Imagine a bacon-wrapped Ferrari. Still not better than our free technical reports.
See all our reports

How to ‘EZ bake’ your own lambdas in Java 8 with ASM and JiteScript

You actually can buy this...

Ah, good old Java bytecode. We’ve discussed this in the past with a report called Mastering Java Bytecode at the Core of the JVM, but let’s jog your memory once again: Bytecode is the binary representation of your source code that the JVM is able to read and execute.

Bytecode libraries are widely used in Java today, especially within Java EE, where proxies–dynamically generated at runtime!–are used extensively. Transforming bytecode is also a common use case, for instance for supporting runtime-weaving of aspects in AOP, or to support the extended class-reloading technology that tools like JRebel offer. We also see the usage of the libraries for parsing and analysing bytecode, for instance in the code quality area.

There are multiple bytecode libraries available for you to choose from if you want to start transforming a class’ bytecode, among the most widely used ones are ASM, Javassist and BCEL. In this post we’ll look at bit at ASM, and JiteScript, which is an API on top of ASM, offering a more fluid API for generate classes.

Is ASM short for “awesome”?

Um, probably not. ASM is a library by the ObjectWeb consortium providing a Java API for parsing, modifying and generating JVM bytecode. It’s a widely-used library and often regarded as the fastest one out there for this purpose; the fact that parts of the underlying Lambda implementation in Oracle’s JDK8 uses the ASM library should also attest to this.

A lot of other frameworks and tools also utilize the power of the ASM library, including a lot of the JVM language implementations like JRuby, Jython and Clojure. Giving this, choosing ASM as a bytecode library is an easy choice!

ASM basics with the Visitor pattern

The overarching architecture of the ASM library is the usage of the Visitor pattern.

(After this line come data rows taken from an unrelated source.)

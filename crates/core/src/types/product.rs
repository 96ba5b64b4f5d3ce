//! Product records.

use serde::{Deserialize, Serialize};

use super::category::Category;
use super::id::ProductId;
use super::money::Money;

/// A product in the catalog.
///
/// Products are immutable once created; there is no edit operation. The
/// `image` field is an opaque URI string - either an external URL, the
/// configured placeholder, or a `data:` URI produced by the front-end's
/// image loader. The catalog never inspects its contents.
#[derive(Debug, Clone, PartialEq, Eq, Serialize, Deserialize)]
pub struct Product {
    pub id: ProductId,
    pub name: String,
    pub price: Money,
    pub image: String,
    pub description: String,
    pub category: Category,
}

/// A product as submitted by the admin form, before the catalog assigns
/// an id.
#[derive(Debug, Clone, PartialEq, Eq, Serialize, Deserialize)]
pub struct ProductDraft {
    pub name: String,
    pub price: Money,
    pub image: String,
    pub description: String,
    pub category: Category,
}

impl ProductDraft {
    /// Attach a fresh id, turning the draft into a catalog record.
    #[must_use]
    pub fn into_product(self) -> Product {
        Product {
            id: ProductId::generate(),
            name: self.name,
            price: self.price,
            image: self.image,
            description: self.description,
            category: self.category,
        }
    }
}
//! Core types for Mercadito.
//!
//! This module provides type-safe wrappers for common domain concepts.

pub mod cart;
pub mod category;
pub mod customer;
pub mod id;
pub mod money;
pub mod order;
pub mod product;

pub use cart::CartLine;
pub use category::{Category, CategoryParseError};
pub use customer::{CustomerField, CustomerInfo};
pub use id::*;
pub use money::Money;
pub use order::{Order, OrderItem};
pub use product::{Product, ProductDraft};
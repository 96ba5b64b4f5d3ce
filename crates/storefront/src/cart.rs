//! Shopping cart store.

use mercadito_core::{CartLine, ProductId};

/// Holds the active cart's lines, in insertion order.
///
/// Invariants: at most one line per product id, and every stored quantity
/// is at least 1. A quantity update to zero or below removes the line.
#[derive(Debug, Clone, Default)]
pub struct CartStore {
    lines: Vec<CartLine>,
}

impl CartStore {
    /// An empty cart.
    #[must_use]
    pub const fn new() -> Self {
        Self { lines: Vec::new() }
    }

    /// Add one unit of a product: increment its existing line, or insert a
    /// new line with quantity 1.
    pub fn add(&mut self, product_id: &ProductId) {
        if let Some(line) = self.lines.iter_mut().find(|l| &l.product_id == product_id) {
            line.quantity = line.quantity.saturating_add(1);
            tracing::debug!(product_id = %product_id, quantity = line.quantity, "cart line incremented");
        } else {
            self.lines.push(CartLine::new(product_id.clone()));
            tracing::debug!(product_id = %product_id, "cart line created");
        }
    }

    /// Set a line's quantity to exactly `quantity`.
    ///
    /// A quantity of zero or below behaves as [`Self::remove`]. Ids not in
    /// the cart are a no-op either way - no line is ever created here.
    pub fn set_quantity(&mut self, product_id: &ProductId, quantity: i64) {
        if quantity <= 0 {
            self.remove(product_id);
            return;
        }
        if let Some(line) = self.lines.iter_mut().find(|l| &l.product_id == product_id) {
            line.quantity = u32::try_from(quantity).unwrap_or(u32::MAX);
            tracing::debug!(product_id = %product_id, quantity = line.quantity, "cart quantity set");
        }
    }

    /// Delete the line for a product if present; no-op otherwise.
    pub fn remove(&mut self, product_id: &ProductId) -> Option<CartLine> {
        let index = self.lines.iter().position(|l| &l.product_id == product_id)?;
        let line = self.lines.remove(index);
        tracing::debug!(product_id = %product_id, "cart line removed");
        Some(line)
    }

    /// Sum of all line quantities (the header badge count).
    #[must_use]
    pub fn item_count(&self) -> u32 {
        self.lines.iter().map(|l| l.quantity).sum()
    }

    /// All lines, in insertion order.
    #[must_use]
    pub fn lines(&self) -> &[CartLine] {
        &self.lines
    }

    /// Whether the cart holds no lines.
    #[must_use]
    pub fn is_empty(&self) -> bool {
        self.lines.is_empty()
    }

    /// Drop every line.
    pub fn clear(&mut self) {
        self.lines.clear();
        tracing::debug!("cart cleared");
    }
}

#[cfg(test)]
#[allow(clippy::unwrap_used)]
mod tests {
    use super::*;

    fn id(s: &str) -> ProductId {
        ProductId::new(s)
    }

    #[test]
    fn test_repeated_add_merges_into_one_line() {
        let mut cart = CartStore::new();
        cart.add(&id("1"));
        cart.add(&id("1"));
        cart.add(&id("1"));

        assert_eq!(cart.lines().len(), 1);
        assert_eq!(cart.lines().first().unwrap().quantity, 3);
    }

    #[test]
    fn test_add_distinct_products_keeps_order() {
        let mut cart = CartStore::new();
        cart.add(&id("a"));
        cart.add(&id("b"));
        cart.add(&id("a"));

        let ids: Vec<_> = cart.lines().iter().map(|l| l.product_id.as_str()).collect();
        assert_eq!(ids, ["a", "b"]);
    }

    #[test]
    fn test_set_quantity_is_absolute() {
        let mut cart = CartStore::new();
        cart.add(&id("1"));
        cart.set_quantity(&id("1"), 7);
        assert_eq!(cart.lines().first().unwrap().quantity, 7);
    }

    #[test]
    fn test_set_quantity_zero_removes_line() {
        let mut cart = CartStore::new();
        cart.add(&id("1"));
        cart.set_quantity(&id("1"), 0);
        assert!(cart.is_empty());
    }

    #[test]
    fn test_set_quantity_negative_removes_line() {
        let mut cart = CartStore::new();
        cart.add(&id("1"));
        cart.set_quantity(&id("1"), -5);
        assert!(cart.is_empty());
    }

    #[test]
    fn test_set_quantity_on_missing_line_creates_nothing() {
        let mut cart = CartStore::new();
        cart.set_quantity(&id("1"), 3);
        assert!(cart.is_empty());
    }

    #[test]
    fn test_set_quantity_zero_on_missing_line_is_safe() {
        let mut cart = CartStore::new();
        cart.set_quantity(&id("1"), 0);
        assert!(cart.is_empty());
    }

    #[test]
    fn test_remove_absent_is_noop() {
        let mut cart = CartStore::new();
        cart.add(&id("1"));
        assert!(cart.remove(&id("2")).is_none());
        assert_eq!(cart.lines().len(), 1);
    }

    #[test]
    fn test_item_count_sums_quantities() {
        let mut cart = CartStore::new();
        cart.add(&id("a"));
        cart.add(&id("a"));
        cart.add(&id("b"));
        assert_eq!(cart.item_count(), 3);
    }

    #[test]
    fn test_clear() {
        let mut cart = CartStore::new();
        cart.add(&id("a"));
        cart.add(&id("b"));
        cart.clear();
        assert!(cart.is_empty());
        assert_eq!(cart.item_count(), 0);
    }
}
//! The shop composition root.
//!
//! Owns the catalog, the cart, the view controller, the two forms, and the
//! notifier, and exposes the operations the front-end drives. Cross-store
//! invariants live here - most importantly the delete cascade that keeps
//! the cart free of dangling product references.

use chrono::Utc;

use mercadito_core::{Money, OrderItem, Product, ProductId};

use crate::admin::{CheckoutForm, FormError, ProductForm};
use crate::cart::CartStore;
use crate::catalog::CatalogStore;
use crate::checkout::{self, CheckoutError, OrderSummary};
use crate::config::ShopConfig;
use crate::notify::{Notification, Notifier, TracingNotifier};
use crate::view::{AdminView, CartView, CatalogView, View, ViewController};

/// All storefront state and the operations over it.
///
/// Passed into the front-end explicitly - there are no ambient globals.
/// Single-threaded by design: mutations take `&mut self` and there is no
/// interior locking.
pub struct Shop {
    config: ShopConfig,
    catalog: CatalogStore,
    cart: CartStore,
    views: ViewController,
    product_form: ProductForm,
    checkout_form: CheckoutForm,
    notifier: Box<dyn Notifier>,
}

impl Shop {
    /// Create a shop that delivers notifications to the tracing log.
    #[must_use]
    pub fn new(config: ShopConfig) -> Self {
        Self::with_notifier(config, Box::new(TracingNotifier))
    }

    /// Create a shop with an explicit notification delivery mechanism.
    #[must_use]
    pub fn with_notifier(config: ShopConfig, notifier: Box<dyn Notifier>) -> Self {
        let catalog = if config.seed_catalog {
            CatalogStore::with_sample_product(&config.placeholder_image)
        } else {
            CatalogStore::new()
        };

        Self {
            config,
            catalog,
            cart: CartStore::new(),
            views: ViewController::new(),
            product_form: ProductForm::default(),
            checkout_form: CheckoutForm::default(),
            notifier,
        }
    }

    /// The active configuration.
    #[must_use]
    pub const fn config(&self) -> &ShopConfig {
        &self.config
    }

    /// The product catalog.
    #[must_use]
    pub const fn catalog(&self) -> &CatalogStore {
        &self.catalog
    }

    /// The shopping cart.
    #[must_use]
    pub const fn cart(&self) -> &CartStore {
        &self.cart
    }

    // =========================================================================
    // Navigation
    // =========================================================================

    /// The screen currently presented.
    #[must_use]
    pub const fn current_view(&self) -> View {
        self.views.current()
    }

    /// Switch screens.
    pub fn navigate(&mut self, view: View) {
        self.views.navigate(view);
    }

    // =========================================================================
    // Cart operations
    // =========================================================================

    /// Add one unit of a catalog product to the cart.
    ///
    /// Unknown ids are ignored: the cart must never hold a line for a
    /// product the catalog does not have.
    pub fn add_to_cart(&mut self, product_id: &ProductId) {
        if self.catalog.get(product_id).is_none() {
            tracing::warn!(product_id = %product_id, "add_to_cart ignored: product not in catalog");
            return;
        }
        self.cart.add(product_id);
    }

    /// Set a cart line's quantity; zero or below removes the line.
    pub fn set_cart_quantity(&mut self, product_id: &ProductId, quantity: i64) {
        self.cart.set_quantity(product_id, quantity);
    }

    /// Remove a cart line if present.
    pub fn remove_from_cart(&mut self, product_id: &ProductId) {
        self.cart.remove(product_id);
    }

    /// Sum of all cart quantities (the header badge count).
    #[must_use]
    pub fn cart_item_count(&self) -> u32 {
        self.cart.item_count()
    }

    /// Exact cart total: sum of `price * quantity` over all lines.
    #[must_use]
    pub fn cart_total(&self) -> Money {
        self.resolved_items()
            .iter()
            .map(OrderItem::line_total)
            .sum()
    }

    // =========================================================================
    // Admin operations
    // =========================================================================

    /// The admin product form.
    #[must_use]
    pub const fn product_form(&self) -> &ProductForm {
        &self.product_form
    }

    /// Mutable access for the front-end to fill in fields.
    pub const fn product_form_mut(&mut self) -> &mut ProductForm {
        &mut self.product_form
    }

    /// Submit the admin product form.
    ///
    /// On success the product enters the catalog, the form resets, and a
    /// `ProductAdded` notification fires. On failure the form keeps its
    /// state and `FormIncomplete` fires.
    ///
    /// # Errors
    ///
    /// Propagates the form's [`FormError`].
    pub fn submit_product(&mut self) -> Result<Product, FormError> {
        match self.product_form.validate(&self.config.placeholder_image) {
            Ok(draft) => {
                let product = self.catalog.add(draft);
                self.product_form.reset();
                self.notifier.notify(Notification::ProductAdded);
                Ok(product)
            }
            Err(err) => {
                tracing::warn!(error = %err, "product form rejected");
                self.notifier.notify(Notification::FormIncomplete);
                Err(err)
            }
        }
    }

    /// Delete a product and cascade-remove its cart line.
    ///
    /// The cascade is enforced here, on the only public delete path, so the
    /// cart can never reference a product the catalog no longer has.
    /// Absent ids are a no-op.
    pub fn delete_product(&mut self, product_id: &ProductId) -> Option<Product> {
        let removed = self.catalog.remove(product_id)?;
        self.cart.remove(product_id);
        self.notifier.notify(Notification::ProductDeleted);
        Some(removed)
    }

    // =========================================================================
    // Checkout
    // =========================================================================

    /// The checkout contact form.
    #[must_use]
    pub const fn checkout_form(&self) -> &CheckoutForm {
        &self.checkout_form
    }

    /// Mutable access for the front-end to fill in fields.
    pub const fn checkout_form_mut(&mut self) -> &mut CheckoutForm {
        &mut self.checkout_form
    }

    /// Compose the order summary for the current cart and contact form.
    ///
    /// On success: `OrderSubmitted` fires, the contact form resets, and -
    /// if `clear_cart_on_submit` is set - the cart empties. On failure the
    /// matching notification (`CartEmpty` or `FormIncomplete`) fires and
    /// all state is preserved for correction.
    ///
    /// # Errors
    ///
    /// Propagates the composer's [`CheckoutError`].
    pub fn checkout(&mut self) -> Result<OrderSummary, CheckoutError> {
        let items = self.resolved_items();
        let result = checkout::compose(
            &items,
            &self.checkout_form.customer,
            &self.config.order_email,
            Utc::now(),
        );

        match &result {
            Ok(summary) => {
                tracing::info!(order_id = %summary.order.id, total = %summary.order.total, "checkout composed");
                self.checkout_form.reset();
                if self.config.clear_cart_on_submit {
                    self.cart.clear();
                }
                self.notifier.notify(Notification::OrderSubmitted);
            }
            Err(CheckoutError::EmptyCart) => {
                tracing::warn!("checkout rejected: cart is empty");
                self.notifier.notify(Notification::CartEmpty);
            }
            Err(CheckoutError::MissingFields(fields)) => {
                tracing::warn!(?fields, "checkout rejected: incomplete contact details");
                self.notifier.notify(Notification::FormIncomplete);
            }
        }

        result
    }

    // =========================================================================
    // Render models
    // =========================================================================

    /// Display data for the catalog screen.
    #[must_use]
    pub fn catalog_view(&self) -> CatalogView {
        CatalogView::from(&self.catalog)
    }

    /// Display data for the admin screen.
    #[must_use]
    pub fn admin_view(&self) -> AdminView {
        AdminView::from(&self.catalog)
    }

    /// Display data for the cart screen.
    #[must_use]
    pub fn cart_view(&self) -> CartView {
        CartView::build(&self.cart, &self.catalog)
    }

    /// Cart lines resolved against the catalog.
    fn resolved_items(&self) -> Vec<OrderItem> {
        self.cart
            .lines()
            .iter()
            .filter_map(|line| {
                self.catalog.get(&line.product_id).map(|product| OrderItem {
                    product: product.clone(),
                    quantity: line.quantity,
                })
            })
            .collect()
    }
}
//! Notification events and the delivery seam.
//!
//! The engine signals named outcomes; how they reach the user (toast,
//! terminal line, log) is the delivery mechanism's concern. Front-ends
//! plug in through the [`Notifier`] trait.

use std::cell::RefCell;
use std::rc::Rc;

/// A named outcome with a human-readable title/description pair.
#[derive(Debug, Clone, Copy, PartialEq, Eq, Hash)]
pub enum Notification {
    ProductAdded,
    ProductDeleted,
    CartEmpty,
    FormIncomplete,
    OrderSubmitted,
}

impl Notification {
    /// Short headline.
    #[must_use]
    pub const fn title(&self) -> &'static str {
        match self {
            Self::ProductAdded => "Product added",
            Self::ProductDeleted => "Product deleted",
            Self::CartEmpty => "Empty cart",
            Self::FormIncomplete => "Incomplete information",
            Self::OrderSubmitted => "Order sent",
        }
    }

    /// One-sentence detail.
    #[must_use]
    pub const fn description(&self) -> &'static str {
        match self {
            Self::ProductAdded => "The product has been added to the store.",
            Self::ProductDeleted => "The product has been removed from the store.",
            Self::CartEmpty => "Add products to the cart before checking out.",
            Self::FormIncomplete => "Please fill in all required fields.",
            Self::OrderSubmitted => "The order has been handed to your email client.",
        }
    }
}

/// Delivery seam for notifications.
pub trait Notifier {
    /// Deliver one notification.
    fn notify(&mut self, event: Notification);
}

/// Default delivery: emit notifications to the tracing log.
#[derive(Debug, Clone, Copy, Default)]
pub struct TracingNotifier;

impl Notifier for TracingNotifier {
    fn notify(&mut self, event: Notification) {
        tracing::info!(title = event.title(), description = event.description(), "notification");
    }
}

/// Records every delivered notification; used by tests to assert on the
/// signals a flow produced.
///
/// Clones share the same buffer, so a handle kept outside the shop can
/// observe what the shop-owned copy received. `Rc` suffices - the whole
/// engine is single-threaded.
#[derive(Debug, Clone, Default)]
pub struct RecordingNotifier {
    events: Rc<RefCell<Vec<Notification>>>,
}

impl RecordingNotifier {
    /// A fresh recorder with an empty buffer.
    #[must_use]
    pub fn new() -> Self {
        Self::default()
    }

    /// Snapshot of everything delivered so far, in order.
    #[must_use]
    pub fn events(&self) -> Vec<Notification> {
        self.events.borrow().clone()
    }
}

impl Notifier for RecordingNotifier {
    fn notify(&mut self, event: Notification) {
        self.events.borrow_mut().push(event);
    }
}

#[cfg(test)]
mod tests {
    use super::*;

    #[test]
    fn test_titles_and_descriptions_are_nonempty() {
        let all = [
            Notification::ProductAdded,
            Notification::ProductDeleted,
            Notification::CartEmpty,
            Notification::FormIncomplete,
            Notification::OrderSubmitted,
        ];
        for event in all {
            assert!(!event.title().is_empty());
            assert!(!event.description().is_empty());
        }
    }

    #[test]
    fn test_recording_notifier_shares_buffer_across_clones() {
        let recorder = RecordingNotifier::new();
        let mut handle = recorder.clone();
        handle.notify(Notification::ProductAdded);
        handle.notify(Notification::OrderSubmitted);

        assert_eq!(
            recorder.events(),
            vec![Notification::ProductAdded, Notification::OrderSubmitted]
        );
    }
}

While either reading or writing bytecode using ASM, the Visitor pattern is utilized to–in turn–visit the individual parts of class files’ bytecode.

Parsing the bytecode of a class is as simple as implementing visitors for the parts you’re interested in, and then using a ClassReader to parse an array of bytes containing the bytecode.

Likewise, generating the bytecode for a class is done by using a ClassWriter and then visiting what should be in the class, and then call toByteArray() to combine it into a byte-array containing the bytecode.

Modifying—or transforming—bytecode then just becomes the art of combining the two, having the ClassReader visit the ClassWriter, with other visitors in between to add/edit/remove the various parts.

While using the API is fairly straightforward, it does still require a certain level of general knowledge about the class file format, bytecode operations available, and stack machines. Also some things that are hidden on Java source code level that the compiler takes care is now up to you to implement; like knowing you need explicitly call a super constructor in constructors, and make sure there is a constructor in class if you want to instantiate it; and that the bytecode representation of a constructor is a method named “<init>”.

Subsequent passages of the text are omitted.